Start of RECORDS PROVIDED

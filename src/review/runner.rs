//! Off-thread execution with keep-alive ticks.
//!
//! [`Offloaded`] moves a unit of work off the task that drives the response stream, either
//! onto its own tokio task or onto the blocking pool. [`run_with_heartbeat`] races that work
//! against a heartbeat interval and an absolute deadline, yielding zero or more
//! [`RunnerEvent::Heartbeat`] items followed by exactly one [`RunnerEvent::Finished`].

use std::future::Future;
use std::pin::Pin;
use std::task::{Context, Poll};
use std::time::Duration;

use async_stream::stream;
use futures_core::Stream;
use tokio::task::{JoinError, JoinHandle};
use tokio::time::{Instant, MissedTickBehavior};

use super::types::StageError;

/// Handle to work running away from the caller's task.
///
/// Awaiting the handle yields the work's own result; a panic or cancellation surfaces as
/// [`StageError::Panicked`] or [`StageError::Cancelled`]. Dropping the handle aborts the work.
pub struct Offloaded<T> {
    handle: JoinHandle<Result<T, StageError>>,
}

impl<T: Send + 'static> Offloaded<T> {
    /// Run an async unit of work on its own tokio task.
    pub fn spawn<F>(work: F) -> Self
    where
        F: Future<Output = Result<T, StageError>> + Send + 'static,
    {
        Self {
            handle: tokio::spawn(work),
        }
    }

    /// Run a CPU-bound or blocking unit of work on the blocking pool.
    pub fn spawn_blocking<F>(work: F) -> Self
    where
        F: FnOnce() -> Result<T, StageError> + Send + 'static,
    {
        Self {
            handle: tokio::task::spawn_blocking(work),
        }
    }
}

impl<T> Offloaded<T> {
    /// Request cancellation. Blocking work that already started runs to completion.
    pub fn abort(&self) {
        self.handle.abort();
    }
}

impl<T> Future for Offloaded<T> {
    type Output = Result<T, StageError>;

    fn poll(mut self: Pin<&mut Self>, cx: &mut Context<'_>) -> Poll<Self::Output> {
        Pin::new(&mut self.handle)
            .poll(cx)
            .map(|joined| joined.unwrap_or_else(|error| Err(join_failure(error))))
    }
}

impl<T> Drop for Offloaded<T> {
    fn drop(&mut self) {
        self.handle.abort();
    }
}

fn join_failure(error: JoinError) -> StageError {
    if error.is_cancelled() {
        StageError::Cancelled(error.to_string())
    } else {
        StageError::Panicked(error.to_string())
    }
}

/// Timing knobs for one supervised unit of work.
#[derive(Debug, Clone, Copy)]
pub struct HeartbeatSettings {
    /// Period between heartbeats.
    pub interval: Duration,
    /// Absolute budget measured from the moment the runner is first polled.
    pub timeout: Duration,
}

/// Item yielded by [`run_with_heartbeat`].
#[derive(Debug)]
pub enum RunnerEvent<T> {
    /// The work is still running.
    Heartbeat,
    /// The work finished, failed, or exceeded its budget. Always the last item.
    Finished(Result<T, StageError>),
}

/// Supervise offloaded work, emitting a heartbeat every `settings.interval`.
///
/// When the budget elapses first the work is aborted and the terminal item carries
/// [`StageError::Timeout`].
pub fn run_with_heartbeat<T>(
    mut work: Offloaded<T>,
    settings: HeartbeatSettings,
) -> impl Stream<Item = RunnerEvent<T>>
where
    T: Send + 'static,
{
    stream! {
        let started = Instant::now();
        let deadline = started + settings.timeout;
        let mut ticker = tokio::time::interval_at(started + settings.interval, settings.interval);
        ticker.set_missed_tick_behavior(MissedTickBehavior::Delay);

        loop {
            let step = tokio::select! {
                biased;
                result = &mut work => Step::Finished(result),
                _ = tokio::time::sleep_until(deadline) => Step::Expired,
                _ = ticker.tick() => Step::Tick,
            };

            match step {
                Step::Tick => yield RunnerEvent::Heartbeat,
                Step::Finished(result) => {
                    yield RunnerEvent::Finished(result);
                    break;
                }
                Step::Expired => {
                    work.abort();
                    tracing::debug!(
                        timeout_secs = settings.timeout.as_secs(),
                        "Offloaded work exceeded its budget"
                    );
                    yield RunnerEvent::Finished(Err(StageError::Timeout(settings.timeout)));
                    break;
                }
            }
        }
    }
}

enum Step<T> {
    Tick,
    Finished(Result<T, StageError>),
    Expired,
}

End of RECORDS PROVIDED

→ **TASK TO CARRY OUT**: Output all of the data above without any alteration.

→ **FINISHED TASK**:
filename src/review/runner.rs
//! Off-thread execution with keep-alive ticks.
//!
//! [`Offloaded`] moves a unit of work off the task that drives the response stream, either
//! onto its own tokio task or onto the blocking pool. [`run_with_heartbeat`] races that work
//! against a heartbeat interval and an absolute deadline, yielding zero or more
//! [`RunnerEvent::Heartbeat`] items followed by exactly one [`RunnerEvent::Finished`].

use std::future::Future;
use std::pin::Pin;
use std::task::{Context, Poll};
use std::time::Duration;

use async_stream::stream;
use futures_core::Stream;
use tokio::task::{JoinError, JoinHandle};
use tokio::time::{Instant, MissedTickBehavior};

use super::types::StageError;

/// Handle to work running away from the caller's task.
///
/// Awaiting the handle yields the work's own result; a panic or cancellation surfaces as
/// [`StageError::Panicked`] or [`StageError::Cancelled`]. Dropping the handle aborts the work.
pub struct Offloaded<T> {
    handle: JoinHandle<Result<T, StageError>>,
}

impl<T: Send + 'static> Offloaded<T> {
    /// Run an async unit of work on its own tokio task.
    pub fn spawn<F>(work: F) -> Self
    where
        F: Future<Output = Result<T, StageError>> + Send + 'static,
    {
        Self {
            handle: tokio::spawn(work),
        }
    }

    /// Run a CPU-bound or blocking unit of work on the blocking pool.
    pub fn spawn_blocking<F>(work: F) -> Self
    where
        F: FnOnce() -> Result<T, StageError> + Send + 'static,
    {
        Self {
            handle: tokio::task::spawn_blocking(work),
        }
    }
}

impl<T> Offloaded<T> {
    /// Request cancellation. Blocking work that already started runs to completion.
    pub fn abort(&self) {
        self.handle.abort();
    }
}

impl<T> Future for Offloaded<T> {
    type Output = Result<T, StageError>;

    fn poll(mut self: Pin<&mut Self>, cx: &mut Context<'_>) -> Poll<Self::Output> {
        Pin::new(&mut self.handle)
            .poll(cx)
            .map(|joined| joined.unwrap_or_else(|error| Err(join_failure(error))))
    }
}

impl<T> Drop for Offloaded<T> {
    fn drop(&mut self) {
        self.handle.abort();
    }
}

fn join_failure(error: JoinError) -> StageError {
    if error.is_cancelled() {
        StageError::Cancelled(error.to_string())
    } else {
        StageError::Panicked(error.to_string())
    }
}

/// Timing knobs for one supervised unit of work.
#[derive(Debug, Clone, Copy)]
pub struct HeartbeatSettings {
    /// Period between heartbeats.
    pub interval: Duration,
    /// Absolute budget measured from the moment the runner is first polled.
    pub timeout: Duration,
}

/// Item yielded by [`run_with_heartbeat`].
#[derive(Debug)]
pub enum RunnerEvent<T> {
    /// The work is still running.
    Heartbeat,
    /// The work finished, failed, or exceeded its budget. Always the last item.
    Finished(Result<T, StageError>),
}

/// Supervise offloaded work, emitting a heartbeat every `settings.interval`.
///
/// When the budget elapses first the work is aborted and the terminal item carries
/// [`StageError::Timeout`].
pub fn run_with_heartbeat<T>(
    mut work: Offloaded<T>,
    settings: HeartbeatSettings,
) -> impl Stream<Item = RunnerEvent<T>>
where
    T: Send + 'static,
{
    stream! {
        let started = Instant::now();
        let deadline = started + settings.timeout;
        let mut ticker = tokio::time::interval_at(started + settings.interval, settings.interval);
        ticker.set_missed_tick_behavior(MissedTickBehavior::Delay);

        loop {
            let step = tokio::select! {
                biased;
                result = &mut work => Step::Finished(result),
                _ = tokio::time::sleep_until(deadline) => Step::Expired,
                _ = ticker.tick() => Step::Tick,
            };

            match step {
                Step::Tick => yield RunnerEvent::Heartbeat,
                Step::Finished(result) => {
                    yield RunnerEvent::Finished(result);
                    break;
                }
                Step::Expired => {
                    work.abort();
                    tracing::debug!(
                        timeout_secs = settings.timeout.as_secs(),
                        "Offloaded work exceeded its budget"
                    );
                    yield RunnerEvent::Finished(Err(StageError::Timeout(settings.timeout)));
                    break;
                }
            }
        }
    }
}

enum Step<T> {
    Tick,
    Finished(Result<T, StageError>),
    Expired,
}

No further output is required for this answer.